------ SOURCE RECORDS ------

use core::{fmt, pin::pin};

use anyhow::Result;
use futures::{Stream, StreamExt as _};
use helper_functions::misc;
use log::{debug, warn};
use parse_display::Display;
use typenum::Unsigned as _;
use types::{
    nonstandard::SignatureStatus,
    phase0::{
        containers::{Attestation, SignedAggregateAndProof, SignedBeaconBlock},
        primitives::{Epoch, Slot, SubnetId},
    },
    preset::Preset,
};

use crate::{
    attestation::AttestationOrigin,
    error::{AggregateAndProofError, AttestationError, Classification, ValidationError},
    pending::PendingMessage,
    validator::GossipValidator,
};

/// The verdict reported back to the gossip router.
#[derive(Clone, Copy, PartialEq, Eq, Debug, Display)]
#[display(style = "lowercase")]
pub enum MessageAcceptance {
    Accept,
    Ignore,
    Reject,
}

impl From<Classification> for MessageAcceptance {
    fn from(classification: Classification) -> Self {
        match classification {
            Classification::Reject => Self::Reject,
            Classification::Ignore => Self::Ignore,
        }
    }
}

impl<P: Preset> GossipValidator<P> {
    pub async fn accept_attestation(
        &self,
        attestation: Attestation,
        subnet_id: SubnetId,
    ) -> MessageAcceptance {
        let result = self
            .validate_attestation(
                &attestation,
                AttestationOrigin::Gossip { subnet_id },
                SignatureStatus::Unverified,
            )
            .await;

        let acceptance = report("attestation", &result);

        if matches!(result, Err(AttestationError::FutureSlot { .. })) {
            self.defer(PendingMessage::Attestation {
                attestation: Box::new(attestation),
                subnet_id,
            });
        }

        acceptance
    }

    pub async fn accept_aggregate_and_proof(
        &self,
        signed_aggregate_and_proof: SignedAggregateAndProof,
    ) -> MessageAcceptance {
        let result = self
            .validate_aggregate_and_proof(&signed_aggregate_and_proof)
            .await;

        let acceptance = report("aggregate and proof", &result);

        if matches!(result, Err(AggregateAndProofError::FutureSlot { .. })) {
            self.defer(PendingMessage::AggregateAndProof(Box::new(
                signed_aggregate_and_proof,
            )));
        }

        acceptance
    }

    pub async fn accept_block(&self, signed_block: &SignedBeaconBlock) -> MessageAcceptance {
        report("block", &self.validate_block(signed_block).await)
    }

    /// Validates a message released by [`Self::on_slot`] again.
    pub async fn resubmit(&self, message: PendingMessage) -> MessageAcceptance {
        match message {
            PendingMessage::Attestation {
                attestation,
                subnet_id,
            } => self.accept_attestation(*attestation, subnet_id).await,
            PendingMessage::AggregateAndProof(signed_aggregate_and_proof) => {
                self.accept_aggregate_and_proof(*signed_aggregate_and_proof)
                    .await
            }
        }
    }

    /// Releases messages deferred until `slot` or earlier.
    #[must_use]
    pub fn on_slot(&self, slot: Slot) -> Vec<PendingMessage> {
        self.pending_messages.take_ready(slot)
    }

    /// Drops cache entries that can no longer affect validation.
    pub fn on_epoch(&self, epoch: Epoch) {
        self.seen_aggregators.prune(epoch);
        self.seen_attesters.prune(epoch);

        let finalized_epoch = self.fork_choice.finalized_checkpoint().epoch;
        let finalized_slot = misc::compute_start_slot_at_epoch::<P>(finalized_epoch);

        self.seen_block_proposers.prune(finalized_slot);
        self.known_bad_blocks.prune(finalized_slot);
    }

    /// Drives [`Self::on_epoch`] and [`Self::on_slot`] from a stream of slots such as the one
    /// returned by [`clock::slot_ticks`], resubmitting released messages.
    pub async fn run(&self, slots: impl Stream<Item = Result<Slot>>) -> Result<()> {
        let mut slots = pin!(slots);

        while let Some(slot) = slots.next().await {
            let slot = slot?;

            if misc::is_epoch_start::<P>(slot) {
                self.on_epoch(misc::compute_epoch_at_slot::<P>(slot));
            }

            for message in self.on_slot(slot) {
                self.resubmit(message).await;
            }
        }

        Ok(())
    }

    // Only messages close to the current slot are kept to stop peers from filling the queue.
    fn defer(&self, message: PendingMessage) {
        let slot = message.slot();
        let horizon = self
            .clock
            .current_slot()
            .saturating_add(P::SlotsPerEpoch::U64);

        if slot > horizon {
            debug!("not deferring message for slot {slot} beyond slot {horizon}");
            return;
        }

        if self.pending_messages.push(message) {
            debug!("deferred message until slot {slot}");
        }
    }
}

fn report<T, E: ValidationError + fmt::Display>(
    kind: &str,
    result: &Result<T, E>,
) -> MessageAcceptance {
    match result {
        Ok(_) => {
            debug!("gossip {kind} accepted");
            MessageAcceptance::Accept
        }
        Err(error) if error.is_internal() => {
            warn!("gossip {kind} could not be validated: {error}");
            MessageAcceptance::Ignore
        }
        Err(error) => {
            let acceptance = MessageAcceptance::from(error.classification());
            let reason = error.reason();
            debug!("gossip {kind} {acceptance} ({reason}): {error}");
            acceptance
        }
    }
}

------

[DIRECTIONS] Show the lines of the entries that include the string "SignatureStatus", copying each in full.

[RESULT]
    nonstandard::SignatureStatus,
                SignatureStatus::Unverified,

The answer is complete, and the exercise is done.